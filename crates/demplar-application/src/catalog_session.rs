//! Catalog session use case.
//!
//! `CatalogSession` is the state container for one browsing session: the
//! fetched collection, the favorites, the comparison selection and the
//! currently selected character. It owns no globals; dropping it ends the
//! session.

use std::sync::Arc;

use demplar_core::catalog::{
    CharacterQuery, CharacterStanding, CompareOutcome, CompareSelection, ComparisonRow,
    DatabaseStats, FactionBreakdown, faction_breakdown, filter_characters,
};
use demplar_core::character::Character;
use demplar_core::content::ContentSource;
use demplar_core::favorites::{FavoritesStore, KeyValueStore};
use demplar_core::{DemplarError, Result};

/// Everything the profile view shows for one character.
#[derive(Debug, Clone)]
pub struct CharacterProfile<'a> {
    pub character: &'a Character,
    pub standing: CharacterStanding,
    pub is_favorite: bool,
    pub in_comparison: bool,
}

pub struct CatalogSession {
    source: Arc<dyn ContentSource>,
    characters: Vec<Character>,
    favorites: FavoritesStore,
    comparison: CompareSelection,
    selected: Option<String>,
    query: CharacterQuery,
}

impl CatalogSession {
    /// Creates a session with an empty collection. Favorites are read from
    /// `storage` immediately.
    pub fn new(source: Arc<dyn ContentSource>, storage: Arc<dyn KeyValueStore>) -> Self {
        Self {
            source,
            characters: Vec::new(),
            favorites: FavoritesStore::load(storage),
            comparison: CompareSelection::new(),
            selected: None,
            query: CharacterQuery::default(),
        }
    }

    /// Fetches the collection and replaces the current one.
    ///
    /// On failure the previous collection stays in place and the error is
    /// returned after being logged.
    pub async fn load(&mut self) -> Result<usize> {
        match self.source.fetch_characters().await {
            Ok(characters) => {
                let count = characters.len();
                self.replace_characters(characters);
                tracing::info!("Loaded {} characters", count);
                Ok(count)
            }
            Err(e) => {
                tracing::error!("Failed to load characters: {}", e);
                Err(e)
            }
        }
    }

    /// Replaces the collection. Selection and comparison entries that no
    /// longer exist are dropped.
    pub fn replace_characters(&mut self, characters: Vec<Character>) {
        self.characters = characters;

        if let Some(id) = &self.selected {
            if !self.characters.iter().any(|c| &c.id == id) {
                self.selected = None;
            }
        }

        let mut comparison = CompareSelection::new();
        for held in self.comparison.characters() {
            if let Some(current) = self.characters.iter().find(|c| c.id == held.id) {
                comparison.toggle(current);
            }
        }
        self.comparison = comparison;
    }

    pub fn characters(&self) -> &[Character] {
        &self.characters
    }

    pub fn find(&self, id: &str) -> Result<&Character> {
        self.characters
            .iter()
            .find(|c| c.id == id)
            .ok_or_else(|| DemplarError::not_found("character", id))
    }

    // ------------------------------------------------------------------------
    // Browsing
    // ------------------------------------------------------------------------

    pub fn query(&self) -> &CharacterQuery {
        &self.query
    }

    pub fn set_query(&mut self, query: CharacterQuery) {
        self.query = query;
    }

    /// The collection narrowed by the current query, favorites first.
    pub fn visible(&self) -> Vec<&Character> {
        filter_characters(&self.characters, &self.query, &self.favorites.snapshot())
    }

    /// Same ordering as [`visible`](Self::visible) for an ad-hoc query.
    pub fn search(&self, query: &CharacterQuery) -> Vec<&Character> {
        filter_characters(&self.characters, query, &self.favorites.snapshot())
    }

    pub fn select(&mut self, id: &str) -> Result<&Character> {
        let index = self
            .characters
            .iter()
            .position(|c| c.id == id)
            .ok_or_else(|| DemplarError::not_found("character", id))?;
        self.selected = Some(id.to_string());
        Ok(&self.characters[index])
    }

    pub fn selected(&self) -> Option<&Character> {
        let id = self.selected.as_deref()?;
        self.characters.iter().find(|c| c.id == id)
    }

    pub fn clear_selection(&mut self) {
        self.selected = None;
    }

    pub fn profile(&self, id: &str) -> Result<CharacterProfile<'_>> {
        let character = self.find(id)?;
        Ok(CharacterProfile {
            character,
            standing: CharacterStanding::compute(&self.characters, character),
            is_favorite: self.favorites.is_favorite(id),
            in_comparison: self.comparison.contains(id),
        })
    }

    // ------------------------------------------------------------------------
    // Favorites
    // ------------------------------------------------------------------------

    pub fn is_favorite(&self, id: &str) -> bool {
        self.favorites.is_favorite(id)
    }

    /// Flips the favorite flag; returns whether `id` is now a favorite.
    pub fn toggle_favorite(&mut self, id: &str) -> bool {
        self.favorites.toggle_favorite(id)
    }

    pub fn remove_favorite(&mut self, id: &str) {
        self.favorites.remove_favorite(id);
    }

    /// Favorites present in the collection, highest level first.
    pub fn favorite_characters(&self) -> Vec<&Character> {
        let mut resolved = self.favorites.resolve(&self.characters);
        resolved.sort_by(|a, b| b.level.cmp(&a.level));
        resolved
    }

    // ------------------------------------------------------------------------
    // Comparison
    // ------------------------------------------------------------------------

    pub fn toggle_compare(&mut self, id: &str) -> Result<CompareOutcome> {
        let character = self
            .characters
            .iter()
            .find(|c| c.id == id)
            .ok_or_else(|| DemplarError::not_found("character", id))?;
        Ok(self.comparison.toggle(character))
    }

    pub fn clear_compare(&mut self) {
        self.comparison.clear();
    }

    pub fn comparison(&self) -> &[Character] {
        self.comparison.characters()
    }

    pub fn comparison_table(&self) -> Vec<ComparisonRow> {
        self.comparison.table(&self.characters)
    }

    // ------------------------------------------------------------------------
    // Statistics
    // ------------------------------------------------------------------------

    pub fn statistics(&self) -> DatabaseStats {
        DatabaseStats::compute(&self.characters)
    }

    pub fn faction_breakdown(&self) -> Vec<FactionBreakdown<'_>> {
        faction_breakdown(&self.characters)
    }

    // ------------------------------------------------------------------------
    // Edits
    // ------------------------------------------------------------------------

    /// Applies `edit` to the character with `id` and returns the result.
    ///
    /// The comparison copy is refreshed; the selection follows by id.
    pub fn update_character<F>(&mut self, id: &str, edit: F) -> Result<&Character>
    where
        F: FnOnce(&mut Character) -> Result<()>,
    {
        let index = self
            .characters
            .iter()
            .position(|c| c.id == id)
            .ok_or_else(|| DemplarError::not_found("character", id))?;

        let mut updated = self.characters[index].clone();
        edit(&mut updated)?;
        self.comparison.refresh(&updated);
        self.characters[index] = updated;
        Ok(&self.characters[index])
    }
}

Task = Check each line of the listing above for the string "None", and report how many lines contain it, as a number alone.

Solution to this exercise = 3